HARRISBURG — Top Republican state senators continued to seek enough support Tuesday to pass legislation one of their members is writing to liberalize wine, beer and liquor sales in Pennsylvania and give Gov. Tom Corbett the ability to claim victory on one of his top priorities.
But legislation being written by Bucks County Sen. Charles McIlhinney would not necessarily get the state out of the alcohol business, as Corbett, a Republican, and a House Republican bill had sought.
McIlhinney’s plan would not require the closure of state-controlled wine and liquor stores, nor would it require the divestiture of the state-controlled wholesaling operation.
Meanwhile, it would allow thousands of holders of existing beer licensees, including eateries, bars, hotels and distributors, to buy $8,000 permits to sell wine and liquor, shattering the state’s control of the retail sale of the goods.
McIlhinney also would allow beer licensees to sell beer in a wider variety of quantities.
“We do not have 26 votes for this proposal yet,” said Senate Majority Leader Dominic Pileggi, R-Delaware. “We’re optimistic we’ll get there in the next few days.”
Pileggi said there are issues he would like to see “refined,” while other members of the Senate Republican majority would like some elements to be explained.
In a brief statement thanking McIlhinney, Corbett called it “a proposal to get Pennsylvania out of the wine and spirits business,” but stopped short of saying whether he would sign it.
The Senate’s 23 Democrats can be expected to oppose the proposal, leaving Senate Republican leaders little room for error in winning over the chamber’s 27 Republicans if they are to meet Corbett’s wish for finished legislation by July 1, when lawmakers expect to depart Harrisburg for the summer.
Even if Senate Republicans scrounge together enough votes to pass it, the bill will not make it to the House of Representatives until at least next week, leaving just a few days before July 1.
Democratic lawmakers support a plan to give the Pennsylvania Liquor Control Board more freedom to set pricing and hours at its stores. On Tuesday, they criticized McIlhinney’s proposal as damaging both to the state’s finances and public safety while setting up a system that would allow large corporations to crowd out mom-and-pop businesses from the state’s beer, wine or liquor industry.

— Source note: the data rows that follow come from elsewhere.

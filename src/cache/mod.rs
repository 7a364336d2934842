// Cache module for the per-account JSON document.
// Covers path resolution, the unified store, and legacy migration.

mod migrate;
pub mod paths;
pub mod store;
pub mod version;

pub use paths::cache_root;
pub use store::{CacheDocument, CacheStore, LoadedCache};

Corbett had pressed for changes that would create a huge expansion in the number of alcohol licensees and allow people to buy beer or wine in the aisles of grocery stores, big-box stores, supermarkets, pharmacies and convenience stores.
The House scrapped his proposal in favor of a bill passed in March to privatize the state-controlled wine and liquor system, create 1,200 new private wine and liquor store licenses and allow thousands of bars, restaurants and grocery stores to begin selling bottles of wine. It would leave the state’s beer sales system largely in place.

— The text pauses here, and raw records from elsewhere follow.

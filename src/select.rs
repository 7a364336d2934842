// Selection engine.
// Filters the candidate pool, samples a random subset, and applies the pick.

use std::io::{BufRead, Write};

use rand::Rng;
use rand::seq::SliceRandom;
use tracing::info;

use crate::cache::CacheDocument;
use crate::error::{Result, StarpickError};
use crate::github::Item;

/// Knobs for one selection round.
#[derive(Debug, Clone, Copy)]
pub struct SelectionOptions {
    /// How many items to offer.
    pub pool_size: usize,
    /// History bound: -1 keeps unlimited history and skips the history
    /// filter, 0 disables history entirely, N > 0 keeps the N most recent.
    pub max_history: i64,
    /// Whether the ignore list excludes candidates.
    pub ignore_enabled: bool,
}

/// A validated user pick: 0-based index plus the ignore modifier.
#[derive(Debug, Clone, Copy, PartialEq, Eq)]
pub struct Pick {
    pub index: usize,
    pub ignore: bool,
}

/// Run one selection round against the document.
///
/// Returns the chosen item, or `None` when the user ends input, in which
/// case the document is left untouched. Never performs I/O beyond the
/// supplied reader/writer.
pub fn select<R: BufRead, W: Write>(
    document: &mut CacheDocument,
    options: &SelectionOptions,
    rng: &mut impl Rng,
    input: &mut R,
    output: &mut W,
) -> Result<Option<Item>> {
    let pool = candidate_pool(document, options);
    let sampled = sample(&pool, options.pool_size, rng)?;

    let Some(pick) = prompt(&sampled, options.pool_size, input, output)? else {
        return Ok(None);
    };

    let chosen = sampled[pick.index].clone();
    apply_pick(document, &chosen, pick.ignore, options.max_history);
    Ok(Some(chosen))
}

/// Compute the eligible candidate pool.
///
/// History filtering is skipped for the -1 sentinel and for disabled history.
/// When filtering would leave fewer than `pool_size` candidates, the history
/// has grown to cover the known item set; it is cleared and the full set is
/// used instead.
pub fn candidate_pool(document: &mut CacheDocument, options: &SelectionOptions) -> Vec<Item> {
    let mut candidates = document.items.clone();

    if options.max_history != -1 && options.max_history != 0 && !document.history.is_empty() {
        let filtered: Vec<Item> = candidates
            .iter()
            .filter(|item| !document.history.contains(&item.full_name))
            .cloned()
            .collect();

        if filtered.len() >= options.pool_size {
            candidates = filtered;
        } else {
            info!("history covers the known item set, clearing it");
            document.history.clear();
        }
    }

    if options.ignore_enabled {
        candidates.retain(|item| !document.ignore.contains(&item.full_name));
    }

    candidates
}

/// Draw `pool_size` distinct items uniformly without replacement.
pub fn sample(pool: &[Item], pool_size: usize, rng: &mut impl Rng) -> Result<Vec<Item>> {
    if pool.len() < pool_size {
        return Err(StarpickError::InsufficientPool {
            available: pool.len(),
            requested: pool_size,
        });
    }
    Ok(pool.choose_multiple(rng, pool_size).cloned().collect())
}

/// Parse one line of user input.
///
/// The integer part is a 1-based index into the sample; a fractional part of
/// `.1` sets the ignore modifier, with trailing zeros tolerated (`.10` reads
/// as `.1`). Anything non-numeric or out of range is rejected.
pub fn parse_pick(input: &str, pool_size: usize) -> Option<Pick> {
    let trimmed = input.trim();
    let (int_part, fraction) = match trimmed.split_once('.') {
        Some((int_part, fraction)) => (int_part, Some(fraction)),
        None => (trimmed, None),
    };

    let index: usize = int_part.parse().ok()?;
    if index < 1 || index > pool_size {
        return None;
    }

    let ignore = match fraction {
        None => false,
        Some(f) if f.is_empty() => false,
        Some(f) if f.chars().all(|c| c.is_ascii_digit()) => f.trim_end_matches('0') == "1",
        Some(_) => return None,
    };

    Some(Pick {
        index: index - 1,
        ignore,
    })
}

/// Present the sample and read picks until one is valid or input ends.
fn prompt<R: BufRead, W: Write>(
    sampled: &[Item],
    pool_size: usize,
    input: &mut R,
    output: &mut W,
) -> Result<Option<Pick>> {
    writeln!(output, "Which repository would you like to view today?")?;
    writeln!(output, "Note: add .1 to the number to add it to the ignore list")?;

    loop {
        for (i, item) in sampled.iter().enumerate() {
            writeln!(output, "{}. {}", i + 1, item.full_name)?;
        }
        write!(output, "> ")?;
        output.flush()?;

        let mut line = String::new();
        if input.read_line(&mut line)? == 0 {
            return Ok(None);
        }

        if let Some(pick) = parse_pick(&line, pool_size) {
            return Ok(Some(pick));
        }

        writeln!(
            output,
            "Select an item within the range of 1 and {}",
            pool_size
        )?;
    }
}

/// Record a pick in the document: ignore append when the modifier was set,
/// then history front-insert with tail truncation.
pub fn apply_pick(document: &mut CacheDocument, chosen: &Item, ignore: bool, max_history: i64) {
    if ignore {
        info!("adding {} to the ignore list", chosen.full_name);
        document.ignore.push(chosen.full_name.clone());
    }

    if max_history == 0 {
        return;
    }

    document.history.insert(0, chosen.full_name.clone());
    if max_history > 0 && document.history.len() > max_history as usize {
        document.history.truncate(max_history as usize);
    }
}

However, it lacks support in the Senate, and since it passed, McIlhinney and other Republican senators have stressed that they would protect hometown beer businesses, including distributors, bars and breweries, that feared such an expansion would strictly benefit larger chain retailers and national beer brands.
As a result, McIlhinney has sought to work within the existing structure of beer licensees by protecting their businesses and avoiding handing over the state’s liquor distribution and sales system to what he called “huge corporate interests.”